Aim of the task: Collect from the data below each line with "text".

[Data items]
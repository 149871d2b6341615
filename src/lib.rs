//! Light/dark theme preference resolution with persistence and OS detection.
//!
//! `duotone` reconciles the three competing answers to "should the UI be
//! dark right now": an explicit user override, the persisted prior choice,
//! and the live OS color scheme. The rules:
//!
//! - A valid persisted override always wins; the OS scheme is only consulted
//!   when no override exists.
//! - While no override exists, the effective mode tracks OS scheme changes
//!   live; the first [`ThemeStore::toggle`] freezes it.
//! - A corrupted persisted value behaves exactly like an absent one.
//! - Storage failures never surface: reads fall back to the OS scheme,
//!   failed writes leave the in-memory mode authoritative.
//!
//! Main types:
//!
//! - [`ThemeStore`]: the single source of truth, with subscriptions
//! - [`ColorMode`]: the effective light/dark mode
//! - [`StoredPreference`]: strict parse of the persisted slot
//! - [`PreferenceStorage`] / [`SchemeSignal`]: injectable backends
//! - [`Palette`] / [`AdaptivePalette`]: the styles components select by mode
//!
//! # Example
//!
//! ```rust
//! use duotone::{AdaptivePalette, ColorMode, ManualScheme, MemoryStorage, ThemeStore};
//!
//! let scheme = ManualScheme::new(ColorMode::Light);
//! let mut store = ThemeStore::initialize(MemoryStorage::new(), scheme.clone());
//!
//! let palette = AdaptivePalette::builtin();
//! let sub = store.subscribe(move |mode| {
//!     let _active = palette.select(mode);
//!     // restyle components here
//! });
//!
//! // No override yet: the store follows the OS scheme live.
//! scheme.set(ColorMode::Dark);
//! assert_eq!(store.mode(), ColorMode::Dark);
//!
//! // An explicit toggle persists an override and detaches from the OS.
//! assert_eq!(store.toggle(), ColorMode::Light);
//! scheme.set(ColorMode::Dark);
//! assert_eq!(store.mode(), ColorMode::Light);
//! sub.cancel();
//! ```

mod mode;
mod palette;
mod preference;
mod signal;
mod storage;
mod store;

pub use mode::ColorMode;
pub use palette::{AdaptivePalette, Palette};
pub use preference::{encode as encode_preference, StoredPreference, PREFERENCE_KEY};
pub use signal::{ManualScheme, OsScheme, SchemeListener, SchemeSignal, SignalError, WatchId};
pub use storage::{JsonFileStorage, MemoryStorage, PreferenceStorage, StorageError};
pub use store::{Subscription, ThemeStore};
//! Strict parsing of the persisted preference slot.
//!
//! The preference lives under one fixed key and is either a JSON boolean
//! (an explicit user override) or absent (follow the OS scheme). Anything
//! else found under the key is classified as [`StoredPreference::Corrupt`]
//! and collapsed into `Absent` at the storage boundary, so the fallback is
//! explicit rather than buried in a failed deserialization.

use crate::mode::ColorMode;

/// Storage key for the dark-mode override.
pub const PREFERENCE_KEY: &str = "darkMode";

/// Parsed state of the persisted preference slot.
#[derive(Debug, Clone, Copy, PartialEq, Eq)]
pub enum StoredPreference {
    /// A valid persisted override; the OS scheme is ignored while this holds.
    Override(ColorMode),
    /// Nothing stored; the effective mode tracks the OS scheme.
    Absent,
    /// A value was stored but is not a JSON boolean.
    Corrupt,
}

impl StoredPreference {
    /// Classifies the raw value read from storage.
    pub fn parse(raw: Option<&str>) -> Self {
        match raw {
            None => StoredPreference::Absent,
            Some(text) => match serde_json::from_str::<bool>(text) {
                Ok(dark) => StoredPreference::Override(ColorMode::from_dark_flag(dark)),
                Err(_) => StoredPreference::Corrupt,
            },
        }
    }

    /// Collapses `Corrupt` into `Absent`.
    ///
    /// Called at the storage boundary: a corrupted slot behaves exactly like
    /// an empty one from that point on.
    pub fn normalized(self) -> Self {
        match self {
            StoredPreference::Corrupt => StoredPreference::Absent,
            other => other,
        }
    }

    /// The override mode, if this is a valid override.
    pub fn override_mode(self) -> Option<ColorMode> {
        match self {
            StoredPreference::Override(mode) => Some(mode),
            _ => None,
        }
    }
}

/// Encodes a mode as the JSON boolean written to storage.
pub fn encode(mode: ColorMode) -> String {
    // bool serialization cannot fail
    serde_json::to_string(&mode.dark_flag()).unwrap_or_else(|_| mode.dark_flag().to_string())
}

#[cfg(test)]
mod tests {
    use super::*;

    #[test]
    fn test_parse_absent() {
        assert_eq!(StoredPreference::parse(None), StoredPreference::Absent);
    }

    #[test]
    fn test_parse_booleans() {
        assert_eq!(
            StoredPreference::parse(Some("true")),
            StoredPreference::Override(ColorMode::Dark)
        );
        assert_eq!(
            StoredPreference::parse(Some("false")),
            StoredPreference::Override(ColorMode::Light)
        );
    }

    #[test]
    fn test_parse_corrupt_values() {
        for raw in ["banana", "\"true\"", "null", "1", "", "{}"] {
            assert_eq!(
                StoredPreference::parse(Some(raw)),
                StoredPreference::Corrupt,
                "{raw:?} should be corrupt"
            );
        }
    }

    #[test]
    fn test_normalized_collapses_corrupt() {
        assert_eq!(
            StoredPreference::Corrupt.normalized(),
            StoredPreference::Absent
        );
        assert_eq!(
            StoredPreference::Override(ColorMode::Dark).normalized(),
            StoredPreference::Override(ColorMode::Dark)
        );
        assert_eq!(StoredPreference::Absent.normalized(), StoredPreference::Absent);
    }

    #[test]
    fn test_encode_round_trips_through_parse() {
        for mode in [ColorMode::Light, ColorMode::Dark] {
            let raw = encode(mode);
            assert_eq!(
                StoredPreference::parse(Some(&raw)),
                StoredPreference::Override(mode)
            );
        }
    }

    #[test]
    fn test_override_mode() {
        assert_eq!(
            StoredPreference::Override(ColorMode::Light).override_mode(),
            Some(ColorMode::Light)
        );
        assert_eq!(StoredPreference::Absent.override_mode(), None);
        assert_eq!(StoredPreference::Corrupt.override_mode(), None);
    }
}
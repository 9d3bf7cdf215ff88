use chrono::{DateTime, Utc};
use serde::{Deserialize, Serialize};

use crate::serde::deserialize_patch;

/// Role of a local user.
#[derive(Debug, Clone, Copy, Default, PartialEq, Eq, Hash, Serialize, Deserialize)]
#[serde(rename_all = "lowercase")]
pub enum Role {
    #[default]
    User,
    Admin,
}

impl Role {
    pub fn as_str(&self) -> &'static str {
        match self {
            Self::User => "user",
            Self::Admin => "admin",
        }
    }

    pub fn is_admin(&self) -> bool {
        matches!(self, Self::Admin)
    }
}

impl std::fmt::Display for Role {
    fn fmt(&self, f: &mut std::fmt::Formatter<'_>) -> std::fmt::Result {
        f.write_str(self.as_str())
    }
}

impl std::str::FromStr for Role {
    type Err = String;

    fn from_str(s: &str) -> Result<Self, Self::Err> {
        match s {
            "user" => Ok(Self::User),
            "admin" => Ok(Self::Admin),
            other => Err(format!("unknown role: {other}")),
        }
    }
}

/// A persisted user.
#[derive(Debug, Clone, PartialEq, Eq, Serialize, Deserialize)]
#[serde(rename_all = "camelCase")]
pub struct User {
    /// Surrogate id assigned by storage.
    pub id: i64,
    /// External identity, unique and immutable.
    pub open_id: String,
    pub name: Option<String>,
    pub email: Option<String>,
    pub login_method: Option<String>,
    pub role: Role,
    pub created_at: DateTime<Utc>,
    pub updated_at: DateTime<Utc>,
    pub last_signed_in: DateTime<Utc>,
}

/// Partial user used for insert-or-update.
///
/// Nullable text fields are tri-state: `None` leaves the stored value
/// untouched, `Some(None)` clears it, `Some(Some(v))` sets it.
#[derive(Debug, Clone, Default, PartialEq, Eq, Deserialize)]
#[serde(rename_all = "camelCase")]
pub struct UpsertUser {
    pub open_id: String,
    #[serde(default, deserialize_with = "deserialize_patch")]
    pub name: Option<Option<String>>,
    #[serde(default, deserialize_with = "deserialize_patch")]
    pub email: Option<Option<String>>,
    #[serde(default, deserialize_with = "deserialize_patch")]
    pub login_method: Option<Option<String>>,
    #[serde(default)]
    pub role: Option<Role>,
    #[serde(default)]
    pub last_signed_in: Option<DateTime<Utc>>,
}

impl UpsertUser {
    pub fn new(open_id: impl Into<String>) -> Self {
        Self {
            open_id: open_id.into(),
            ..Self::default()
        }
    }

    /// Refreshes only the activity timestamp.
    pub fn touch(open_id: impl Into<String>, at: DateTime<Utc>) -> Self {
        Self::new(open_id).with_last_signed_in(at)
    }

    pub fn with_name(mut self, name: Option<String>) -> Self {
        self.name = Some(name);
        self
    }

    pub fn with_email(mut self, email: Option<String>) -> Self {
        self.email = Some(email);
        self
    }

    pub fn with_login_method(mut self, login_method: Option<String>) -> Self {
        self.login_method = Some(login_method);
        self
    }

    pub fn with_role(mut self, role: Role) -> Self {
        self.role = Some(role);
        self
    }

    pub fn with_last_signed_in(mut self, at: DateTime<Utc>) -> Self {
        self.last_signed_in = Some(at);
        self
    }
}

/// Resolved write for one upsert call.
///
/// Produced by [`plan_upsert`](super::plan_upsert); storage backends only
/// translate it, they make no decisions of their own.
#[derive(Debug, Clone, PartialEq, Eq)]
pub struct UpsertPlan {
    pub open_id: String,
    pub name: Option<Option<String>>,
    pub email: Option<Option<String>>,
    pub login_method: Option<Option<String>>,
    /// Role written when the row is created.
    pub insert_role: Role,
    /// Role written when the row already exists; `None` keeps the stored role.
    pub update_role: Option<Role>,
    pub last_signed_in: DateTime<Utc>,
    pub now: DateTime<Utc>,
}

impl UpsertPlan {
    /// Value for the insert branch of a nullable text column.
    pub fn insert_value(field: &Option<Option<String>>) -> Option<&str> {
        field.as_ref().and_then(|v| v.as_deref())
    }
}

Reply:
            Some(text) => match serde_json::from_str::<bool>(text) {
/// Nullable text fields are tri-state: `None` leaves the stored value
    /// Value for the insert branch of a nullable text column.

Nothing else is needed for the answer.